These were his best friends, he thought as he laughed to himself. They were a chaotic mess that, when his mind wandered to other things, often continued chattering away like a very loud, very academic white noise machine. The chatter continued as they meandered down the street, the couples pairing off on the walk to the coffee shop. Foster, single again, dropped back next to Jeremy’s side.

“Good music this morning,” Foster said.

“Yeah.”

“Nice weather.”

“Yep.”

“Crazy to hear about that alien landing yesterday.”

“Sure.” Jeremy’s lack of engagement was rewarded with a punch to his upper bicep from Foster. “What the hell was that for?”

“Just bringing you back to the present moment. Your mind is all over the place.” Foster, as he said this, slipped his phone out of his pocket and subtly checked for messages.

“Really? I’m the one who isn’t in the present moment?” Jeremy asked, rolling his eyes.

“It’s business.”

“Funny business.”

“You’re not a comedian. Don’t quit your day job, Jer,” Foster said, laughing. The group approached the coffee shop, placed their orders, and settled around a low table. Emmy and Ryan took the couch in the middle. Phoebe pulled her feet up underneath her as she folded into a chair. Dec found the armchair next to hers, and Foster pulled up a stool. Jeremy perched on a footstool, something coursing through his veins today in a way that made it impossible for him to sit still.

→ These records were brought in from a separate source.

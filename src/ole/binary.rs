//! Little-endian fixed-width readers over byte slices.

use super::OleError;
use zerocopy::{FromBytes, F32, F64, I16, I32, I64, LE, U16, U32, U64};

macro_rules! le_reader {
    ($(#[$meta:meta])* $name:ident, $wire:ty, $out:ty, $width:expr) => {
        $(#[$meta])*
        #[inline]
        pub fn $name(data: &[u8], offset: usize) -> Result<$out, OleError> {
            let end = offset.checked_add($width).filter(|&end| end <= data.len()).ok_or_else(|| {
                OleError::InvalidFormat(format!(
                    "Not enough data for {} at offset {} ({} bytes available)",
                    stringify!($out),
                    offset,
                    data.len()
                ))
            })?;
            <$wire>::read_from_bytes(&data[offset..end])
                .map(|v| v.get())
                .map_err(|_| OleError::InvalidFormat(format!("Failed to read {}", stringify!($out))))
        }
    };
}

le_reader!(
    /// Read a little-endian u16 from a byte slice at the given offset.
    read_u16_le, U16<LE>, u16, 2
);
le_reader!(
    /// Read a little-endian i16 from a byte slice at the given offset.
    read_i16_le, I16<LE>, i16, 2
);
le_reader!(
    /// Read a little-endian u32 from a byte slice at the given offset.
    read_u32_le, U32<LE>, u32, 4
);
le_reader!(
    /// Read a little-endian i32 from a byte slice at the given offset.
    read_i32_le, I32<LE>, i32, 4
);
le_reader!(
    /// Read a little-endian u64 from a byte slice at the given offset.
    read_u64_le, U64<LE>, u64, 8
);
le_reader!(
    /// Read a little-endian i64 from a byte slice at the given offset.
    read_i64_le, I64<LE>, i64, 8
);
le_reader!(
    /// Read a little-endian f32 from a byte slice at the given offset.
    read_f32_le, F32<LE>, f32, 4
);
le_reader!(
    /// Read a little-endian f64 from a byte slice at the given offset.
    read_f64_le, F64<LE>, f64, 8
);
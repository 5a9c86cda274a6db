//! Error conversion implementations.
//!
//! This module contains From trait implementations to convert from internal
//! error types to the unified Error type.

use super::types::{Error, PropertyError};
use crate::ole::OleError;

impl From<OleError> for Error {
    fn from(err: OleError) -> Self {
        match err {
            OleError::Io(e) => Error::Io(e),
            OleError::NotOleFile => Error::NotOleFile,
            OleError::InvalidFormat(s) => Error::InvalidFormat(s),
            OleError::CorruptedFile(s) => Error::CorruptedFile(s),
            OleError::StreamNotFound(s) | OleError::NotAStream(s) | OleError::NotAStorage(s) => {
                Error::ComponentNotFound(s)
            },
        }
    }
}

/// Container failures met while resolving a property.
///
/// Callers that can tell "absent" from "broken" (a missing value stream)
/// handle [`OleError::StreamNotFound`] before converting; anything reaching
/// this conversion means the container does not look the way it must.
impl From<OleError> for PropertyError {
    fn from(err: OleError) -> Self {
        PropertyError::ContainerCorrupt(err.to_string())
    }
}
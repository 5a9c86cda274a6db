//! Property set identifiers.
//!
//! A property set is named by a 16-byte GUID. Bytes are kept in the on-disk
//! order used by the mapping stream (little-endian `Data1`..`Data3`, then the
//! eight `Data4` bytes as is), so values read from a container compare
//! directly against the constants below.

use phf::phf_map;
use serde::{Deserialize, Serialize};
use std::fmt;
use std::str::FromStr;

/// A 16-byte property set identifier, compared by value.
#[derive(Clone, Copy, PartialEq, Eq, Hash, PartialOrd, Ord, Serialize, Deserialize)]
pub struct PropertySetId([u8; 16]);

impl PropertySetId {
    /// Build from the canonical GUID fields.
    pub const fn from_fields(data1: u32, data2: u16, data3: u16, data4: [u8; 8]) -> Self {
        let a = data1.to_le_bytes();
        let b = data2.to_le_bytes();
        let c = data3.to_le_bytes();
        Self([
            a[0], a[1], a[2], a[3], b[0], b[1], c[0], c[1], data4[0], data4[1], data4[2], data4[3],
            data4[4], data4[5], data4[6], data4[7],
        ])
    }

    /// Wrap 16 bytes in on-disk order.
    #[inline]
    pub const fn from_bytes(bytes: [u8; 16]) -> Self {
        Self(bytes)
    }

    #[inline]
    pub const fn as_bytes(&self) -> &[u8; 16] {
        &self.0
    }

    /// Name of a well-known property set, if this is one.
    pub fn well_known_name(&self) -> Option<&'static str> {
        WELL_KNOWN_NAMES.get(self.to_string().as_str()).copied()
    }

    fn data1(&self) -> u32 {
        u32::from_le_bytes([self.0[0], self.0[1], self.0[2], self.0[3]])
    }

    fn data2(&self) -> u16 {
        u16::from_le_bytes([self.0[4], self.0[5]])
    }

    fn data3(&self) -> u16 {
        u16::from_le_bytes([self.0[6], self.0[7]])
    }
}

impl fmt::Display for PropertySetId {
    fn fmt(&self, f: &mut fmt::Formatter<'_>) -> fmt::Result {
        let d = &self.0;
        write!(
            f,
            "{{{:08X}-{:04X}-{:04X}-{:02X}{:02X}-{:02X}{:02X}{:02X}{:02X}{:02X}{:02X}}}",
            self.data1(),
            self.data2(),
            self.data3(),
            d[8],
            d[9],
            d[10],
            d[11],
            d[12],
            d[13],
            d[14],
            d[15]
        )
    }
}

impl fmt::Debug for PropertySetId {
    fn fmt(&self, f: &mut fmt::Formatter<'_>) -> fmt::Result {
        match self.well_known_name() {
            Some(name) => write!(f, "{}", name),
            None => fmt::Display::fmt(self, f),
        }
    }
}

/// Error returned when a property set identifier string is malformed.
#[derive(Debug, Clone, PartialEq, Eq, thiserror::Error)]
#[error("Invalid property set identifier: {0}")]
pub struct ParsePropertySetIdError(String);

impl FromStr for PropertySetId {
    type Err = ParsePropertySetIdError;

    /// Parse `XXXXXXXX-XXXX-XXXX-XXXX-XXXXXXXXXXXX`, braces optional.
    fn from_str(s: &str) -> Result<Self, Self::Err> {
        let err = || ParsePropertySetIdError(s.to_string());
        let trimmed = s.trim();
        let inner = trimmed
            .strip_prefix('{')
            .and_then(|rest| rest.strip_suffix('}'))
            .unwrap_or(trimmed);

        if !inner.chars().all(|c| c == '-' || c.is_ascii_hexdigit()) {
            return Err(err());
        }

        let groups: Vec<&str> = inner.split('-').collect();
        let [g1, g2, g3, g4, g5] = groups.as_slice() else {
            return Err(err());
        };
        if g1.len() != 8 || g2.len() != 4 || g3.len() != 4 || g4.len() != 4 || g5.len() != 12 {
            return Err(err());
        }

        let data1 = u32::from_str_radix(g1, 16).map_err(|_| err())?;
        let data2 = u16::from_str_radix(g2, 16).map_err(|_| err())?;
        let data3 = u16::from_str_radix(g3, 16).map_err(|_| err())?;
        let tail = format!("{}{}", g4, g5);
        let mut data4 = [0u8; 8];
        for (i, byte) in data4.iter_mut().enumerate() {
            *byte = u8::from_str_radix(&tail[i * 2..i * 2 + 2], 16).map_err(|_| err())?;
        }

        Ok(Self::from_fields(data1, data2, data3, data4))
    }
}

const MAPI_TAIL: [u8; 8] = [0xC0, 0x00, 0x00, 0x00, 0x00, 0x00, 0x00, 0x46];

/// Standard (non-named) MAPI properties. Numeric discriminators in this set
/// are property tags themselves.
pub const PS_MAPI: PropertySetId = PropertySetId::from_fields(0x00020328, 0, 0, MAPI_TAIL);
pub const PS_PUBLIC_STRINGS: PropertySetId = PropertySetId::from_fields(0x00020329, 0, 0, MAPI_TAIL);
pub const PS_INTERNET_HEADERS: PropertySetId = PropertySetId::from_fields(0x00020386, 0, 0, MAPI_TAIL);
pub const PSETID_APPOINTMENT: PropertySetId = PropertySetId::from_fields(0x00062002, 0, 0, MAPI_TAIL);
pub const PSETID_TASK: PropertySetId = PropertySetId::from_fields(0x00062003, 0, 0, MAPI_TAIL);
pub const PSETID_ADDRESS: PropertySetId = PropertySetId::from_fields(0x00062004, 0, 0, MAPI_TAIL);
pub const PSETID_COMMON: PropertySetId = PropertySetId::from_fields(0x00062008, 0, 0, MAPI_TAIL);
pub const PSETID_LOG: PropertySetId = PropertySetId::from_fields(0x0006200A, 0, 0, MAPI_TAIL);
pub const PSETID_NOTE: PropertySetId = PropertySetId::from_fields(0x0006200E, 0, 0, MAPI_TAIL);
pub const PSETID_MEETING: PropertySetId = PropertySetId::from_fields(
    0x6ED8DA90,
    0x450B,
    0x101B,
    [0x98, 0xDA, 0x00, 0xAA, 0x00, 0x3F, 0x13, 0x05],
);

static WELL_KNOWN_NAMES: phf::Map<&'static str, &'static str> = phf_map! {
    "{00020328-0000-0000-C000-000000000046}" => "PS_MAPI",
    "{00020329-0000-0000-C000-000000000046}" => "PS_PUBLIC_STRINGS",
    "{00020386-0000-0000-C000-000000000046}" => "PS_INTERNET_HEADERS",
    "{00062002-0000-0000-C000-000000000046}" => "PSETID_Appointment",
    "{00062003-0000-0000-C000-000000000046}" => "PSETID_Task",
    "{00062004-0000-0000-C000-000000000046}" => "PSETID_Address",
    "{00062008-0000-0000-C000-000000000046}" => "PSETID_Common",
    "{0006200A-0000-0000-C000-000000000046}" => "PSETID_Log",
    "{0006200E-0000-0000-C000-000000000046}" => "PSETID_Note",
    "{6ED8DA90-450B-101B-98DA-00AA003F1305}" => "PSETID_Meeting",
};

Even though the tea selection was horrible, he had a decent affection for the Jumping Goat. It was close to campus and his friends loved it. If he needed to actually work, he would head to the Tea House and focus. Today, he craved community. Needed a reminder of the life he had built here. It was worth suffering through their Earl Grey.

“Jeremy Philip Rinci,” Emmy said, turning her body to face Jeremy, away from where Ryan was discussing baseball with Declan. “Distract me from these boys and their sports talk. What’s new with you? I feel like you’ve been a ghost recently.”

“Are you sure you’re not distracted by the flames of new love?” Jeremy replied sarcastically.

“Bah!” Emmy said. “He’s fine. I’m only with him for the house.” Though she played it off casually, Jeremy had been privy to Emmy’s nerves about moving in with Ryan. How she loved him but was used to her independence and solitude. Jeremy had shared the way his parents kept separate spaces that the other never went into— his mother had her studio where she painted her professional work, and his father had a small corner where he tinkered with radios and other small electronics. Emmy and Jeremy were the singular only children in their group of friends and had often bonded over their love of quiet and their need to recharge away from their friends who had grown up with siblings. Emmy also knew enough about Jeremy’s background that she didn’t ask prying questions. She was content to trust Jeremy to share when things were necessary. Jeremy was grateful for friends who minded their own business.

“Whatever you say, Em,” he replied. “Things are good.”

“House things? Work things? Love things? Life things?”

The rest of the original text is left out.